And, Now, Today's Pfennig For Your Thoughts!

Another day in the right direction.

Good day.and welcome to Wednesday morning. Chris and I have split duty this week so this will take care of it for me as he will bring it tomorrow and Friday. Not to worry though, I'll be back with you bright and early all of next week. The heat, measured by both a thermometer as well as the currency market, remained on the rise but it took a while for the currencies to gather steam. As I left you yesterday morning, the dollar was slightly higher and there was no real direction in the market but we ended up with another decent day.

More on currencies in a bit, but let's first take a look at yesterday's data even though it was limited and generally seen as second tier in nature. The May home price index from the Federal Housing Finance Agency did show a year over year rise of 7.3% for all of the reasons I talked about yesterday with limited supply being the biggest factor. The monthly increase, that is the rise from April to May, actually came in a smidge lower than expected with April's number given a small downward revision. Just for the record, the estimate was for a monthly increase in May of 0.8% instead of the actual 0.7% result.

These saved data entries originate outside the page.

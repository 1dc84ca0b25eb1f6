pub mod backdrop;
pub mod notifier;
pub mod palette;
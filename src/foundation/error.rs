/// Convenience result type used across kinetype.
pub type KinetypeResult<T> = Result<T, KinetypeError>;

/// Top-level error taxonomy used by engine APIs.
#[derive(thiserror::Error, Debug)]
pub enum KinetypeError {
    /// Invalid script or engine configuration, rejected before playback.
    #[error("validation error: {0}")]
    Validation(String),

    /// A render surface call failed. Never fatal for a running stream.
    #[error("surface error: {0}")]
    Surface(String),

    /// Text measurement failed (font loading, shaping).
    #[error("measure error: {0}")]
    Measure(String),

    /// Answer store could not be read or written.
    #[error("store error: {0}")]
    Store(String),

    /// Errors when serializing or deserializing data structures.
    #[error("serialization error: {0}")]
    Serde(String),

    /// Wrapped lower-level error from dependencies or IO.
    #[error(transparent)]
    Other(#[from] anyhow::Error),
}

impl KinetypeError {
    /// Build a [`KinetypeError::Validation`] value.
    pub fn validation(msg: impl Into<String>) -> Self {
        Self::Validation(msg.into())
    }

    /// Build a [`KinetypeError::Surface`] value.
    pub fn surface(msg: impl Into<String>) -> Self {
        Self::Surface(msg.into())
    }

    /// Build a [`KinetypeError::Measure`] value.
    pub fn measure(msg: impl Into<String>) -> Self {
        Self::Measure(msg.into())
    }

    /// Build a [`KinetypeError::Store`] value.
    pub fn store(msg: impl Into<String>) -> Self {
        Self::Store(msg.into())
    }

    /// Build a [`KinetypeError::Serde`] value.
    pub fn serde(msg: impl Into<String>) -> Self {
        Self::Serde(msg.into())
    }
}

impl From<serde_json::Error> for KinetypeError {
    fn from(value: serde_json::Error) -> Self {
        Self::Serde(value.to_string())
    }
}

#[cfg(test)]
#[path = "../../tests/unit/foundation/error.rs"]
mod tests;
use super::*;

#[test]
fn empty_row_has_no_targets() {
    assert!(focal_row_targets(800.0, &[], 12.0).is_empty());
}

#[test]
fn single_word_is_centered() {
    assert_eq!(focal_row_targets(800.0, &[100.0], 12.0), vec![350.0]);
}

#[test]
fn earlier_words_stack_to_the_left() {
    let widths = [30.0, 50.0, 60.0];
    let gap = 12.0;
    let t = focal_row_targets(100.0, &widths, gap);
    assert_eq!(t[2], 50.0 - 30.0);
    for i in 0..widths.len() - 1 {
        assert_eq!(t[i], t[i + 1] - gap - widths[i]);
    }
    assert_eq!(t, vec![-84.0, -42.0, 20.0]);
}

#[test]
fn stacking_equations_hold_for_long_rows() {
    let widths: Vec<f64> = (1..=12).map(|i| f64::from(i) * 7.5).collect();
    let w = 1280.0;
    let t = focal_row_targets(w, &widths, 12.0);
    let k = widths.len();
    assert_eq!(t[k - 1], w / 2.0 - widths[k - 1] / 2.0);
    for i in 0..k - 1 {
        assert!((t[i] - (t[i + 1] - 12.0 - widths[i])).abs() < 1e-9);
    }
    let extent = row_extent(&widths, 12.0);
    assert!((t[k - 1] + widths[k - 1] - t[0] - extent).abs() < 1e-9);
}

#[test]
fn over_wide_focal_word_goes_negative() {
    assert_eq!(focal_row_targets(100.0, &[300.0], 12.0), vec![-100.0]);
}
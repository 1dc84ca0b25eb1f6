use crate::foundation::error::{KinetypeError, KinetypeResult};

pub use kurbo::Vec2;

/// A point or span on the engine timeline, in whole milliseconds.
#[derive(
    Clone,
    Copy,
    Debug,
    Default,
    PartialEq,
    Eq,
    PartialOrd,
    Ord,
    Hash,
    serde::Serialize,
    serde::Deserialize,
)]
#[serde(transparent)]
pub struct Millis(pub u64);

impl Millis {
    pub const ZERO: Self = Self(0);

    pub fn as_secs_f64(self) -> f64 {
        (self.0 as f64) / 1000.0
    }

    pub fn saturating_add(self, other: Self) -> Self {
        Self(self.0.saturating_add(other.0))
    }

    pub fn saturating_sub(self, other: Self) -> Self {
        Self(self.0.saturating_sub(other.0))
    }

    pub fn min(self, other: Self) -> Self {
        Self(self.0.min(other.0))
    }
}

impl std::ops::Add for Millis {
    type Output = Self;

    fn add(self, rhs: Self) -> Self {
        self.saturating_add(rhs)
    }
}

impl std::fmt::Display for Millis {
    fn fmt(&self, f: &mut std::fmt::Formatter<'_>) -> std::fmt::Result {
        write!(f, "{}ms", self.0)
    }
}

/// Straight (non-premultiplied) RGB color, serialized as `#rrggbb`.
#[derive(Clone, Copy, Debug, PartialEq, Eq)]
pub struct Rgb8 {
    pub r: u8,
    pub g: u8,
    pub b: u8,
}

impl Rgb8 {
    pub const fn new(r: u8, g: u8, b: u8) -> Self {
        Self { r, g, b }
    }

    pub fn from_hex(s: &str) -> KinetypeResult<Self> {
        let hex = s.strip_prefix('#').unwrap_or(s);
        if hex.len() != 6 || !hex.chars().all(|c| c.is_ascii_hexdigit()) {
            return Err(KinetypeError::validation(format!(
                "color '{s}' must be #rrggbb"
            )));
        }
        let channel = |i: usize| {
            u8::from_str_radix(&hex[i..i + 2], 16)
                .map_err(|e| KinetypeError::validation(format!("color '{s}': {e}")))
        };
        Ok(Self {
            r: channel(0)?,
            g: channel(2)?,
            b: channel(4)?,
        })
    }

    pub fn to_hex(self) -> String {
        format!("#{:02x}{:02x}{:02x}", self.r, self.g, self.b)
    }

    /// Per-channel linear interpolation, `t` clamped to `[0, 1]`.
    pub fn lerp(self, other: Self, t: f64) -> Self {
        let t = t.clamp(0.0, 1.0);
        let mix = |a: u8, b: u8| -> u8 {
            let v = f64::from(a) + (f64::from(b) - f64::from(a)) * t;
            v.round().clamp(0.0, 255.0) as u8
        };
        Self {
            r: mix(self.r, other.r),
            g: mix(self.g, other.g),
            b: mix(self.b, other.b),
        }
    }
}

impl serde::Serialize for Rgb8 {
    fn serialize<S: serde::Serializer>(&self, serializer: S) -> Result<S::Ok, S::Error> {
        serializer.serialize_str(&self.to_hex())
    }
}

impl<'de> serde::Deserialize<'de> for Rgb8 {
    fn deserialize<D: serde::Deserializer<'de>>(deserializer: D) -> Result<Self, D::Error> {
        let s = String::deserialize(deserializer)?;
        Self::from_hex(&s).map_err(serde::de::Error::custom)
    }
}

#[cfg(test)]
#[path = "../../tests/unit/foundation/core.rs"]
mod tests;
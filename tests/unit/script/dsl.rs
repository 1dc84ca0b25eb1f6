use super::*;
use crate::foundation::core::Millis;
use crate::script::model::SpeedPreset;

#[test]
fn builder_matches_json_normalization() {
    let script = ScriptBuilder::new()
        .section(
            SectionBuilder::new()
                .phase("opening")
                .default_speed(SpeedPreset::Fast)
                .words(["a", "b"])
                .token(TokenDef::new("c").speed(500).pause_after(100).grow()),
        )
        .build()
        .unwrap();

    let t = script.tokens();
    assert_eq!(t.len(), 3);
    assert_eq!(t[0].phase.as_deref(), Some("opening"));
    assert_eq!(t[1].hold, Millis(300));
    assert_eq!(t[2].hold, Millis(500));
    assert_eq!(t[2].pause_after, Millis(100));
    assert!(t[2].tags.grow);
}

#[test]
fn builder_def_round_trips_through_json() {
    let def = ScriptBuilder::new()
        .section(SectionBuilder::new().phase("finale").word("bye"))
        .into_def();
    let json = serde_json::to_string(&def).unwrap();
    let back = ScriptDef::from_json_str(&json).unwrap();
    let script = back.normalize().unwrap();
    assert_eq!(script.tokens()[0].text, "bye");
    assert_eq!(script.phases(), vec!["finale"]);
}

#[test]
fn builder_rejects_empty_script() {
    assert!(ScriptBuilder::new().build().is_err());
}
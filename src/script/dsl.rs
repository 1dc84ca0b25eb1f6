use crate::{
    engine::config::EngineConfig,
    foundation::error::KinetypeResult,
    script::model::{Script, ScriptDef, SectionDef, SectionDefaults, SpeedDef, TokenDef, WordDef},
};

/// Programmatic counterpart of a JSON script.
pub struct ScriptBuilder {
    sections: Vec<SectionDef>,
    engine: Option<EngineConfig>,
}

impl Default for ScriptBuilder {
    fn default() -> Self {
        Self::new()
    }
}

impl ScriptBuilder {
    pub fn new() -> Self {
        Self {
            sections: Vec::new(),
            engine: None,
        }
    }

    pub fn section(mut self, section: SectionBuilder) -> Self {
        self.sections.push(section.into_def());
        self
    }

    pub fn engine(mut self, config: EngineConfig) -> Self {
        self.engine = Some(config);
        self
    }

    /// The serializable form, e.g. for writing fixtures.
    pub fn into_def(self) -> ScriptDef {
        ScriptDef {
            sections: self.sections,
            engine: self.engine,
        }
    }

    pub fn build(self) -> KinetypeResult<Script> {
        self.into_def().normalize()
    }
}

pub struct SectionBuilder {
    phase: Option<String>,
    speed: Option<SpeedDef>,
    words: Vec<WordDef>,
}

impl Default for SectionBuilder {
    fn default() -> Self {
        Self::new()
    }
}

impl SectionBuilder {
    pub fn new() -> Self {
        Self {
            phase: None,
            speed: None,
            words: Vec::new(),
        }
    }

    pub fn phase(mut self, name: impl Into<String>) -> Self {
        self.phase = Some(name.into());
        self
    }

    pub fn default_speed(mut self, speed: impl Into<SpeedDef>) -> Self {
        self.speed = Some(speed.into());
        self
    }

    pub fn word(mut self, text: impl Into<String>) -> Self {
        self.words.push(WordDef::Text(text.into()));
        self
    }

    pub fn words<I, S>(mut self, texts: I) -> Self
    where
        I: IntoIterator<Item = S>,
        S: Into<String>,
    {
        self.words
            .extend(texts.into_iter().map(|t| WordDef::Text(t.into())));
        self
    }

    pub fn token(mut self, token: TokenDef) -> Self {
        self.words.push(WordDef::Token(token));
        self
    }

    fn into_def(self) -> SectionDef {
        SectionDef {
            phase: self.phase,
            defaults: SectionDefaults { speed: self.speed },
            words: self.words,
        }
    }
}

#[cfg(test)]
#[path = "../../tests/unit/script/dsl.rs"]
mod tests;
use std::{cmp::Reverse, collections::BinaryHeap};

use crate::{engine::word::WordId, foundation::core::Millis};

/// Work scheduled on the coarse timer queue.
#[derive(Clone, Copy, Debug, PartialEq, Eq)]
pub enum TimerEvent {
    /// Fade in the guide lines.
    ShowGuides,
    /// Activate token `index`. Ignored unless it is the next token.
    Activate { index: usize },
    /// Reveal one character slot. Ignored once the word is gone.
    RevealChar { word: WordId, slot: usize },
    /// End the stream after the final hold.
    Complete,
}

#[derive(Debug)]
struct Entry {
    due: Millis,
    seq: u64,
    event: TimerEvent,
}

// Ordered by (due, insertion order) so equal deadlines fire FIFO.
impl PartialEq for Entry {
    fn eq(&self, other: &Self) -> bool {
        self.due == other.due && self.seq == other.seq
    }
}

impl Eq for Entry {}

impl PartialOrd for Entry {
    fn partial_cmp(&self, other: &Self) -> Option<std::cmp::Ordering> {
        Some(self.cmp(other))
    }
}

impl Ord for Entry {
    fn cmp(&self, other: &Self) -> std::cmp::Ordering {
        (self.due, self.seq).cmp(&(other.due, other.seq))
    }
}

/// Fire-and-forget timers. There is no per-timer cancellation.
#[derive(Debug, Default)]
pub struct TimerQueue {
    heap: BinaryHeap<Reverse<Entry>>,
    next_seq: u64,
}

impl TimerQueue {
    pub fn new() -> Self {
        Self::default()
    }

    pub fn schedule(&mut self, due: Millis, event: TimerEvent) {
        let seq = self.next_seq;
        self.next_seq += 1;
        self.heap.push(Reverse(Entry { due, seq, event }));
    }

    /// Pop the earliest timer whose deadline is `<= now`.
    pub fn pop_due(&mut self, now: Millis) -> Option<(Millis, TimerEvent)> {
        if self.heap.peek()?.0.due > now {
            return None;
        }
        self.heap.pop().map(|Reverse(e)| (e.due, e.event))
    }

    pub fn next_due(&self) -> Option<Millis> {
        self.heap.peek().map(|Reverse(e)| e.due)
    }

    pub fn len(&self) -> usize {
        self.heap.len()
    }

    pub fn is_empty(&self) -> bool {
        self.heap.is_empty()
    }
}

#[cfg(test)]
#[path = "../../tests/unit/engine/timers.rs"]
mod tests;
use std::time::Instant;

use crate::foundation::core::Millis;

/// Source of "now" for the stream driver.
pub trait Clock {
    fn now(&self) -> Millis;
}

/// Manually advanced clock for tests and headless simulation.
#[derive(Clone, Copy, Debug, Default)]
pub struct VirtualClock {
    now: Millis,
}

impl VirtualClock {
    pub fn new(start: Millis) -> Self {
        Self { now: start }
    }

    pub fn advance(&mut self, by: Millis) -> Millis {
        self.now = self.now + by;
        self.now
    }

    /// Move to `at`. Time never runs backwards.
    pub fn set(&mut self, at: Millis) {
        self.now = self.now.max(at);
    }
}

impl Clock for VirtualClock {
    fn now(&self) -> Millis {
        self.now
    }
}

/// Wall clock measured from construction.
#[derive(Clone, Copy, Debug)]
pub struct SystemClock {
    origin: Instant,
}

impl Default for SystemClock {
    fn default() -> Self {
        Self::new()
    }
}

impl SystemClock {
    pub fn new() -> Self {
        Self {
            origin: Instant::now(),
        }
    }
}

impl Clock for SystemClock {
    fn now(&self) -> Millis {
        let ms = self.origin.elapsed().as_millis();
        Millis(u64::try_from(ms).unwrap_or(u64::MAX))
    }
}
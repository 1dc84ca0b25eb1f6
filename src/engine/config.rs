use crate::{
    foundation::core::Millis,
    foundation::error::{KinetypeError, KinetypeResult},
};

#[derive(Clone, Debug, PartialEq, serde::Serialize, serde::Deserialize)]
#[serde(default)]
/// Tuning constants of the word stream.
///
/// Every field has a default matching the reference choreography, so a script's
/// `engine` block only needs the values it changes.
pub struct EngineConfig {
    /// Delay between `start` and the first token.
    pub intro_delay_ms: Millis,
    /// Delay between `start` and the guide lines appearing.
    pub line_fade_in_ms: Millis,
    /// Hold after the last token before the stream completes.
    pub final_hold_ms: Millis,
    /// Horizontal gap between neighbouring words, in pixels.
    pub gap_px: f64,
    /// Upper bound on the per-character reveal delay.
    pub max_char_ms: Millis,
    /// Fraction of a token's hold spent typing; the rest is a post-typing hold.
    pub reveal_fraction: f64,
    /// Half-width of the symmetric per-character jitter.
    pub jitter_ms: f64,
    /// Exponential settle rate toward target positions, per second.
    pub decay_per_sec: f64,
    /// Distance below which a word snaps onto its target.
    pub snap_epsilon_px: f64,
    /// Blur applied at full recession, in pixels.
    pub blur_max_px: f64,
    /// Fraction of stage width over which a receding word fades out.
    pub fade_zone: f64,
    /// Opacity falls `opacity_gain` times faster than blur rises.
    pub opacity_gain: f64,
    /// Normalized recession at which the oldest word is evicted.
    pub evict_norm: f64,
    /// Frame delta clamp.
    pub max_frame_dt_ms: Millis,
    /// Seed for the jitter generator.
    pub seed: u64,
}

impl Default for EngineConfig {
    fn default() -> Self {
        Self {
            intro_delay_ms: Millis(2000),
            line_fade_in_ms: Millis(500),
            final_hold_ms: Millis(4000),
            gap_px: 12.0,
            max_char_ms: Millis(65),
            reveal_fraction: 0.8,
            jitter_ms: 5.0,
            decay_per_sec: 6.0,
            snap_epsilon_px: 0.3,
            blur_max_px: 10.0,
            fade_zone: 0.44,
            opacity_gain: 1.4,
            evict_norm: 0.99,
            max_frame_dt_ms: Millis(50),
            seed: 0,
        }
    }
}

impl EngineConfig {
    pub fn validate(&self) -> KinetypeResult<()> {
        for (name, value) in [
            ("gap_px", self.gap_px),
            ("jitter_ms", self.jitter_ms),
            ("snap_epsilon_px", self.snap_epsilon_px),
            ("blur_max_px", self.blur_max_px),
        ] {
            if !value.is_finite() || value < 0.0 {
                return Err(KinetypeError::validation(format!(
                    "engine {name} must be finite and >= 0"
                )));
            }
        }
        for (name, value) in [
            ("decay_per_sec", self.decay_per_sec),
            ("fade_zone", self.fade_zone),
            ("opacity_gain", self.opacity_gain),
        ] {
            if !value.is_finite() || value <= 0.0 {
                return Err(KinetypeError::validation(format!(
                    "engine {name} must be finite and > 0"
                )));
            }
        }
        if !self.reveal_fraction.is_finite()
            || self.reveal_fraction <= 0.0
            || self.reveal_fraction > 1.0
        {
            return Err(KinetypeError::validation(
                "engine reveal_fraction must be in (0, 1]",
            ));
        }
        if !self.evict_norm.is_finite() || self.evict_norm <= 0.0 || self.evict_norm > 1.0 {
            return Err(KinetypeError::validation(
                "engine evict_norm must be in (0, 1]",
            ));
        }
        if self.max_char_ms.0 == 0 {
            return Err(KinetypeError::validation("engine max_char_ms must be > 0"));
        }
        if self.max_frame_dt_ms.0 == 0 {
            return Err(KinetypeError::validation(
                "engine max_frame_dt_ms must be > 0",
            ));
        }
        Ok(())
    }

    /// Jitter-free configuration, for reproducible reveal timing.
    pub fn without_jitter(mut self) -> Self {
        self.jitter_ms = 0.0;
        self
    }
}

#[cfg(test)]
#[path = "../../tests/unit/engine/config.rs"]
mod tests;
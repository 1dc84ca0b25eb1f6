use std::{cell::Cell, rc::Rc};

use super::*;
use crate::{
    render::recording::{RecordingSurface, SurfaceCommand},
    script::model::Token,
    text::measure::FixedAdvance,
    theme::notifier::PhaseLog,
};

type TestStream = WordStream<RecordingSurface, FixedAdvance, PhaseLog>;

fn script(words: &[(&str, u64)]) -> Script {
    Script::new(
        words
            .iter()
            .map(|(text, hold)| Token::new(*text, Millis(*hold)))
            .collect(),
    )
    .unwrap()
}

fn stream(s: Script) -> TestStream {
    WordStream::new(
        s,
        EngineConfig::default().without_jitter(),
        RecordingSurface::new(100.0),
        FixedAdvance::new(10.0),
        PhaseLog::default(),
    )
    .unwrap()
}

#[test]
fn invalid_config_is_rejected_up_front() {
    let cfg = EngineConfig {
        decay_per_sec: 0.0,
        ..EngineConfig::default()
    };
    let res = WordStream::new(
        script(&[("a", 100)]),
        cfg,
        RecordingSurface::new(100.0),
        FixedAdvance::default(),
        PhaseLog::default(),
    );
    assert!(res.is_err());
}

#[test]
fn start_is_fire_once() {
    let mut s = stream(script(&[("a", 100)]));
    assert!(s.tick(Millis(0)).is_err());
    s.start(Millis(0)).unwrap();
    assert_eq!(s.state(), StreamState::Running);
    assert!(s.start(Millis(1)).is_err());
}

#[test]
fn guides_appear_after_line_fade_in() {
    let mut s = stream(script(&[("a", 100)]));
    s.start(Millis(0)).unwrap();
    s.tick(Millis(499)).unwrap();
    assert!(!s.surface().guides_visible());
    s.tick(Millis(500)).unwrap();
    assert!(s.surface().guides_visible());
}

#[test]
fn first_token_snaps_to_center_and_types_out() {
    let mut s = stream(script(&[("Hi.", 650)]));
    s.start(Millis(0)).unwrap();

    let report = s.tick(Millis(1999)).unwrap();
    assert!(report.activated.is_empty());
    assert_eq!(s.words().len(), 0);

    let report = s.tick(Millis(2000)).unwrap();
    assert_eq!(report.activated, vec![0]);
    // Slot 0 reveals at offset 0.
    assert_eq!(report.revealed, 1);

    let w = s.words().next().unwrap();
    assert_eq!(w.width, 30.0);
    assert_eq!(w.target_x, 35.0);
    assert_eq!(w.current_x, 35.0);
    let el = s.surface().element(w.handle.unwrap()).unwrap();
    assert_eq!(el.x, Some(35.0));
    assert_eq!(el.visible_text(), "H");

    // per_char = min(65, floor(650 * 0.8 / 3)) = 65.
    s.tick(Millis(2129)).unwrap();
    assert_eq!(s.words().next().unwrap().revealed(), 2);
    s.tick(Millis(2130)).unwrap();
    let w = s.words().next().unwrap();
    assert!(w.is_fully_revealed());
    assert_eq!(
        s.surface().element(w.handle.unwrap()).unwrap().visible_text(),
        "Hi."
    );
}

#[test]
fn empty_token_occupies_time_without_glyphs() {
    let mut s = stream(script(&[("", 300)]));
    s.start(Millis(0)).unwrap();
    let report = s.tick(Millis(2000)).unwrap();
    assert_eq!(report.activated, vec![0]);
    assert_eq!(report.revealed, 0);
    assert_eq!(s.words().next().unwrap().width, 0.0);

    // 2000 + (0 typing + 300 hold) + 4000 final hold.
    assert!(!s.tick(Millis(6299)).unwrap().completed);
    assert!(s.tick(Millis(6300)).unwrap().completed);
    assert_eq!(s.completed_at(), Some(Millis(6300)));
}

#[test]
fn completion_fires_once_and_stops_the_loop() {
    let calls = Rc::new(Cell::new(0u32));
    let seen = Rc::clone(&calls);
    let mut s = stream(script(&[("a", 100), ("b", 100)])).with_completion(move || {
        seen.set(seen.get() + 1);
    });
    s.start(Millis(0)).unwrap();

    let mut t = 0;
    while !s.is_complete() && t < 20_000 {
        t += 16;
        s.tick(Millis(t)).unwrap();
    }
    assert!(s.is_complete());
    assert_eq!(calls.get(), 1);
    assert!(s.surface().is_faded_out());

    let report = s.tick(Millis(t + 1000)).unwrap();
    assert_eq!(report, TickReport::default());
    assert_eq!(calls.get(), 1);
    assert_eq!(s.next_due(), None);
}

#[test]
fn frame_delta_is_clamped_after_a_stall() {
    let mut s = stream(script(&[("ab", 100), ("cd", 100)]));
    s.start(Millis(0)).unwrap();
    s.tick(Millis(0)).unwrap();
    s.tick(Millis(2000)).unwrap();
    assert_eq!(s.words().next().unwrap().current_x, 40.0);

    // per_char = 40, typing 80, hold 100 -> next token at 2100.
    s.tick(Millis(2100)).unwrap();
    let oldest = s.words().next().unwrap();
    assert_eq!(oldest.target_x, 8.0);
    // The 100 ms gap since the last frame integrates as 50 ms.
    let expected = 40.0 + (8.0 - 40.0) * (1.0 - (-6.0f64 * 0.05).exp());
    assert!((oldest.current_x - expected).abs() < 1e-9);
}

#[test]
fn sole_word_is_never_evicted() {
    let mut s = stream(script(&[("ab", 5000)]));
    s.start(Millis(0)).unwrap();
    s.tick(Millis(2000)).unwrap();

    s.surface_mut().set_stage_width(1000.0);
    let report = s.tick(Millis(2016)).unwrap();
    assert_eq!(report.evicted, 0);
    let w = s.words().next().unwrap();
    assert_eq!(w.visibility.norm, 1.0);
    assert_eq!(w.visibility.opacity, 0.0);
    assert_eq!(s.words().len(), 1);
}

#[test]
fn missing_stage_reuses_last_known_width() {
    let mut s = stream(script(&[("ab", 100), ("cd", 100)]));
    s.start(Millis(0)).unwrap();
    s.tick(Millis(2000)).unwrap();
    s.surface_mut().remove_stage();
    s.tick(Millis(2100)).unwrap();
    let targets: Vec<f64> = s.words().map(|w| w.target_x).collect();
    assert_eq!(targets, vec![8.0, 40.0]);
}

#[test]
fn refused_elements_do_not_stall_the_schedule() {
    let mut s = stream(script(&[("ab", 100), ("cd", 100)]));
    s.surface_mut().refuse_elements(true);
    s.start(Millis(0)).unwrap();

    let mut t = 0;
    while !s.is_complete() && t < 20_000 {
        t += 16;
        s.tick(Millis(t)).unwrap();
    }
    assert!(s.is_complete());
    assert_eq!(s.activated(), 2);
    assert!(s.words().all(|w| w.handle.is_none()));
    assert!(
        !s.surface()
            .log()
            .iter()
            .any(|c| matches!(c, SurfaceCommand::Create { .. }))
    );
}

#[test]
fn only_the_newest_word_types_when_holds_are_tiny() {
    // 2 ms holds round per_char to 0, so jitter alone decides reveal times.
    let mut s = WordStream::new(
        script(&[("abcdef", 2), ("ghijkl", 2), ("z", 2)]),
        EngineConfig::default(),
        RecordingSurface::new(100.0),
        FixedAdvance::new(10.0),
        PhaseLog::default(),
    )
    .unwrap();
    s.start(Millis(0)).unwrap();

    let mut revealed = 0;
    let mut t = 0;
    while !s.is_complete() && t < 20_000 {
        revealed += s.tick(Millis(t)).unwrap().revealed;
        let typing = s.words().filter(|w| !w.is_fully_revealed()).count();
        assert!(typing <= 1, "{typing} words typing at t={t}");
        if let Some(newest) = s.words().last() {
            assert!(s.words().take(s.words().len() - 1).all(|w| w.is_fully_revealed()));
            assert!(newest.revealed() <= newest.slots);
        }
        t += 1;
    }
    assert!(s.is_complete());
    // Every slot shows exactly once, including ones finished at handoff.
    assert_eq!(revealed, 13);
    let reveals = s
        .surface()
        .log()
        .iter()
        .filter(|c| matches!(c, SurfaceCommand::Reveal { .. }))
        .count();
    assert_eq!(reveals, 13);
}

The other report, the Richmond Fed manufacturing index, took me by surprise on two levels. First, the report posted a horrible result. The index dropped to -11 in July and fell well below June's reading of 7 as well as falling short of the expected result of 9. This report paints an entirely different picture than what the Philly and New York reports gave us as both ended up in positive territory and showed improvement. Most of the individual components, as you would guess, showed deterioration but interesting enough, most of the manufacturers remained optimistic over the next six months.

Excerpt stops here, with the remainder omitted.